[Records from a dataset]

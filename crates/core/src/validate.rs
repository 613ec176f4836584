//! Boundary validation for operation inputs and outputs.

use crate::error::{DomainError, DomainResult};

/// Shape check applied once at the operation boundary.
///
/// Inputs are validated before any guard runs; outputs before they are handed
/// back to the caller. The default accepts everything, so types with no
/// constraints only need an empty `impl`.
pub trait Validate {
    fn validate(&self) -> DomainResult<()> {
        Ok(())
    }
}

impl Validate for () {}

impl Validate for bool {}

impl<T: Validate> Validate for Option<T> {
    fn validate(&self) -> DomainResult<()> {
        match self {
            Some(inner) => inner.validate(),
            None => Ok(()),
        }
    }
}

impl<T: Validate> Validate for Vec<T> {
    fn validate(&self) -> DomainResult<()> {
        self.iter().try_for_each(Validate::validate)
    }
}

/// Reject empty or whitespace-only text and enforce an upper bound in chars.
pub fn require_text(field: &str, value: &str, max_chars: usize) -> DomainResult<()> {
    if value.trim().is_empty() {
        return Err(DomainError::validation(format!("{field} must not be empty")));
    }
    if value.chars().count() > max_chars {
        return Err(DomainError::validation(format!(
            "{field} exceeds {max_chars} characters"
        )));
    }
    Ok(())
}

#[cfg(test)]
mod tests {
    use super::*;

    struct Positive(i64);

    impl Validate for Positive {
        fn validate(&self) -> DomainResult<()> {
            if self.0 > 0 {
                Ok(())
            } else {
                Err(DomainError::validation("must be positive"))
            }
        }
    }

    #[test]
    fn vec_validation_stops_at_first_invalid_element() {
        let values = vec![Positive(1), Positive(0), Positive(2)];
        assert_eq!(
            values.validate(),
            Err(DomainError::validation("must be positive"))
        );
    }

    #[test]
    fn require_text_checks_blank_and_length() {
        assert!(require_text("title", "hello", 10).is_ok());
        assert!(require_text("title", "   ", 10).is_err());
        assert!(require_text("title", "hello world", 5).is_err());
    }
}
//! `civitas-auth` — pure authorization boundary.
//!
//! This crate is decoupled from transport and storage. Guards that need data
//! reach it through the [`Directory`] trait.

pub mod actor;
pub mod authorize;
pub mod claims;
pub mod guards;
pub mod roles;
pub mod tier;

pub use actor::{Actor, SystemActor, UserActor};
pub use authorize::{AuthContext, AuthzError, Directory, Guard, GuardChain, ResourceOwner};
pub use claims::{SessionClaims, TokenValidationError, validate_claims};
pub use guards::{RequireOwner, RequireRole, RequireSystem, RequireTier};
pub use roles::Role;
pub use tier::{TierUpgrade, TrustTier};
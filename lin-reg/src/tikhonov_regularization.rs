use nalgebra::{DMatrix, DVector};

use super::{check_inputs, FittedModel, LinReg, LinRegError, Result};

/// Tikhonov regularization aka ridge regression
/// It is particularly useful to mitigate the problem of multicollinearity in
/// linear regression.
/// Minimizes `||y - Xw||^2 + regularization_coeff * ||w||^2` without intercept.
#[derive(Debug, Clone)]
pub struct TikhonovRegularization {
    /// Ridge parameter
    pub regularization_coeff: f64,
}

impl LinReg for TikhonovRegularization {
    fn fit(&self, design: &DMatrix<f64>, targets: &DVector<f64>) -> Result<FittedModel> {
        check_inputs(design, targets)?;

        let n = design.ncols();
        let gram = design.tr_mul(design) + DMatrix::identity(n, n) * self.regularization_coeff;
        let moment = design.tr_mul(targets);

        let coefficients = match solve_cholesky(&gram, &moment) {
            Some(coefficients) => coefficients,
            None => {
                // singular for alpha = 0 and collinear columns, take the least squares solution
                debug!("gram matrix is not positive definite, solving with svd");
                let eps = gram.amax() * 1e-10;
                gram.svd(true, true)
                    .solve(&moment, eps)
                    .map_err(|e| LinRegError::Solve(e.to_string()))?
            }
        };
        trace!("ridge coefficients: {}", coefficients);

        Ok(FittedModel {
            coefficients,
            regularization_coeff: self.regularization_coeff,
            max_iter: None,
            tol: None,
        })
    }
}

/// Cholesky solve, `None` when the factor is (numerically) rank deficient
fn solve_cholesky(gram: &DMatrix<f64>, moment: &DVector<f64>) -> Option<DVector<f64>> {
    if gram.is_empty() {
        return Some(DVector::zeros(0));
    }
    let cholesky = gram.clone().cholesky()?;
    let diagonal = cholesky.l_dirty().diagonal();
    if diagonal.min() <= diagonal.max() * 1e-7 {
        return None;
    }

    Some(cholesky.solve(moment))
}
use std::ops::Range;

use plotters::{prelude::*, style::HSLColor};

use super::{extent, Result};

/// 2-D density heatmap of true values (x) against predictions (y).
/// Empty bins are left blank, occupied ones go from blue (sparse) to red (dense).
pub fn plot_parity_heat(
    points: &[(f64, f64)],
    bins: usize,
    filename: &str,
    dims: (u32, u32),
) -> Result<()> {
    if bins == 0 {
        return Err("heatmap needs at least one bin per axis".into());
    }
    let (x_range, y_range) = extent(points);
    let counts = histogram_2d(points, bins, &x_range, &y_range);
    let max_count = counts.iter().flatten().copied().max().unwrap_or(0).max(1) as f64;
    debug!("heatmap with {}x{} bins, densest bin holds {}", bins, bins, max_count);

    let root_area = BitMapBackend::new(filename, dims).into_drawing_area();
    root_area.fill(&WHITE)?;

    let mut cc0 = ChartBuilder::on(&root_area)
        .margin(5)
        .set_all_label_area_size(60)
        .caption(filename, ("sans-serif", 20).into_font().with_color(&BLACK))
        .build_cartesian_2d(x_range.clone(), y_range.clone())?;
    cc0.configure_mesh()
        .disable_mesh()
        .x_desc("y (eV/atom)")
        .y_desc("y_hat (eV/atom)")
        .x_label_formatter(&|v| format!("{:.3}", v))
        .y_label_formatter(&|v| format!("{:.3}", v))
        .draw()?;

    let dx = (x_range.end - x_range.start) / bins as f64;
    let dy = (y_range.end - y_range.start) / bins as f64;
    cc0.draw_series(counts.iter().enumerate().flat_map(|(i, row)| {
        let x0 = x_range.start + i as f64 * dx;
        let y_start = y_range.start;
        row.iter().enumerate().filter(|(_, c)| **c > 0).map(move |(j, c)| {
            let y0 = y_start + j as f64 * dy;
            let density = *c as f64 / max_count;
            Rectangle::new(
                [(x0, y0), (x0 + dx, y0 + dy)],
                HSLColor(0.66 * (1.0 - density), 1.0, 0.5).filled(),
            )
        })
    }))?;

    root_area.present()?;
    info!("successfully plotted heatmap to {}", filename);

    Ok(())
}

/// Count points per cell, indexed as `counts[x_bin][y_bin]`
pub(crate) fn histogram_2d(
    points: &[(f64, f64)],
    bins: usize,
    x_range: &Range<f64>,
    y_range: &Range<f64>,
) -> Vec<Vec<usize>> {
    let mut counts = vec![vec![0; bins]; bins];
    let bin_of = |v: f64, r: &Range<f64>| -> usize {
        let frac = (v - r.start) / (r.end - r.start);
        ((frac * bins as f64) as usize).min(bins - 1)
    };
    for (x, y) in points {
        counts[bin_of(*x, x_range)][bin_of(*y, y_range)] += 1;
    }

    counts
}
use std::{
    fs::File,
    io::{BufRead, BufReader, BufWriter, Write},
    path::Path,
};

use lin_reg::{LinReg, ModelKind};
use nalgebra::DVector;

use crate::{Dataset, Error, NormalizationState, Result};

/// Default name of the written potential file
pub const POTENTIAL_FILE_NAME: &str = "re_potential";

/// Fits one model on the whole dataset and persists its coefficients
#[derive(Debug, Clone)]
pub struct PotentialFitter<'a> {
    dataset: &'a Dataset,
    kind: ModelKind,
    normalization: Option<&'a NormalizationState>,
    file_name: String,
}

impl<'a> PotentialFitter<'a> {
    /// # Arguments:
    /// dataset: The (possibly normalized) training data
    /// kind: Which penalized model to fit
    /// normalization: The scales `dataset` was normalized with, if any
    pub fn new(
        dataset: &'a Dataset,
        kind: ModelKind,
        normalization: Option<&'a NormalizationState>,
    ) -> Self {
        Self {
            dataset,
            kind,
            normalization,
            file_name: POTENTIAL_FILE_NAME.to_string(),
        }
    }

    /// Name of the file created inside the output directory
    pub fn with_file_name(mut self, file_name: impl Into<String>) -> Self {
        self.file_name = file_name.into();
        self
    }

    /// Fitted coefficients in terms of the raw, unnormalized features
    pub fn fit(&self, alpha: f64, max_iter: usize, tol: f64) -> Result<DVector<f64>> {
        let model = self
            .kind
            .regressor(alpha, max_iter, tol)
            .fit(self.dataset.x(), self.dataset.y())?;
        info!("Fitted potential: {}", model.coefficients.transpose());

        match self.normalization {
            Some(state) => {
                let potential = state.unscale(&model.coefficients)?;
                info!("Fitted unnormalized potential: {}", potential.transpose());
                Ok(potential)
            }
            None => Ok(model.coefficients),
        }
    }

    /// Fit and write the potential to `<output_dir>/<file_name>`, replacing any existing file
    pub fn fit_and_save(
        &self,
        output_dir: impl AsRef<Path>,
        alpha: f64,
        max_iter: usize,
        tol: f64,
    ) -> Result<DVector<f64>> {
        let potential = self.fit(alpha, max_iter, tol)?;
        let path = output_dir.as_ref().join(&self.file_name);
        write_potential(&path, &potential)?;
        info!("wrote {} coefficients to {}", potential.len(), path.display());

        Ok(potential)
    }
}

/// One coefficient per line, formatted so that parsing it back gives the same value
pub fn write_potential(path: impl AsRef<Path>, potential: &DVector<f64>) -> Result<()> {
    let mut writer = BufWriter::new(File::create(path)?);
    for c in potential.iter() {
        writeln!(writer, "{}", c)?;
    }
    writer.flush()?;

    Ok(())
}

/// Read a potential file back into its coefficients
pub fn read_potential(path: impl AsRef<Path>) -> Result<Vec<f64>> {
    let reader = BufReader::new(File::open(path)?);
    let mut potential: Vec<f64> = Vec::new();
    for (i, line) in reader.lines().enumerate() {
        let line = line?;
        let line = line.trim();
        if line.is_empty() {
            continue;
        }
        potential.push(line.parse().map_err(|_| Error::Parse {
            context: format!("potential line {}", i + 1),
            value: line.to_string(),
        })?);
    }

    Ok(potential)
}
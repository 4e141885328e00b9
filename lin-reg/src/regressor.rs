use std::{fmt, str::FromStr};

use nalgebra::{DMatrix, DVector};

use super::{FittedModel, Lasso, LinReg, LinRegError, Result, TikhonovRegularization};

/// The supported penalized linear models
#[derive(Debug, Clone, Copy, PartialEq, Eq)]
pub enum ModelKind {
    /// L1 penalty
    Lasso,
    /// L2 penalty
    Ridge,
}

impl ModelKind {
    /// Build the solver for this kind with the given penalty and solver limits.
    /// `max_iter` and `tol` only affect iterative solvers.
    pub fn regressor(self, regularization_coeff: f64, max_iter: usize, tol: f64) -> Regressor {
        match self {
            ModelKind::Lasso => Regressor::Lasso(Lasso {
                regularization_coeff,
                max_iter,
                tol,
            }),
            ModelKind::Ridge => Regressor::Ridge {
                ridge: TikhonovRegularization {
                    regularization_coeff,
                },
                max_iter,
                tol,
            },
        }
    }
}

impl FromStr for ModelKind {
    type Err = LinRegError;

    fn from_str(s: &str) -> Result<Self> {
        match s.to_ascii_uppercase().as_str() {
            "LASSO" => Ok(ModelKind::Lasso),
            "RIDGE" => Ok(ModelKind::Ridge),
            _ => Err(LinRegError::UnknownModel(s.to_string())),
        }
    }
}

impl fmt::Display for ModelKind {
    fn fmt(&self, f: &mut fmt::Formatter<'_>) -> fmt::Result {
        match self {
            ModelKind::Lasso => write!(f, "LASSO"),
            ModelKind::Ridge => write!(f, "RIDGE"),
        }
    }
}

/// A configured solver of one of the [`ModelKind`]s
#[derive(Debug, Clone)]
pub enum Regressor {
    Lasso(Lasso),
    /// Closed form, `max_iter` and `tol` are only recorded in the fitted model
    Ridge {
        ridge: TikhonovRegularization,
        max_iter: usize,
        tol: f64,
    },
}

impl Regressor {
    #[inline(always)]
    pub fn kind(&self) -> ModelKind {
        match self {
            Regressor::Lasso(_) => ModelKind::Lasso,
            Regressor::Ridge { .. } => ModelKind::Ridge,
        }
    }
}

impl LinReg for Regressor {
    fn fit(&self, design: &DMatrix<f64>, targets: &DVector<f64>) -> Result<FittedModel> {
        match self {
            Regressor::Lasso(r) => r.fit(design, targets),
            Regressor::Ridge {
                ridge,
                max_iter,
                tol,
            } => {
                let mut model = ridge.fit(design, targets)?;
                model.max_iter = Some(*max_iter);
                model.tol = Some(*tol);
                Ok(model)
            }
        }
    }
}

Exercise brief: Give only the lines from the one holding "with, if any" through the one holding "let potential = state.unscale(&model.coefficients)?;", each restated exactly as it appears above.

Response for this exercise:
    /// normalization: The scales `dataset` was normalized with, if any
    pub fn new(
        dataset: &'a Dataset,
        kind: ModelKind,
        normalization: Option<&'a NormalizationState>,
    ) -> Self {
        Self {
            dataset,
            kind,
            normalization,
            file_name: POTENTIAL_FILE_NAME.to_string(),
        }
    }

    /// Name of the file created inside the output directory
    pub fn with_file_name(mut self, file_name: impl Into<String>) -> Self {
        self.file_name = file_name.into();
        self
    }

    /// Fitted coefficients in terms of the raw, unnormalized features
    pub fn fit(&self, alpha: f64, max_iter: usize, tol: f64) -> Result<DVector<f64>> {
        let model = self
            .kind
            .regressor(alpha, max_iter, tol)
            .fit(self.dataset.x(), self.dataset.y())?;
        info!("Fitted potential: {}", model.coefficients.transpose());

        match self.normalization {
            Some(state) => {
                let potential = state.unscale(&model.coefficients)?;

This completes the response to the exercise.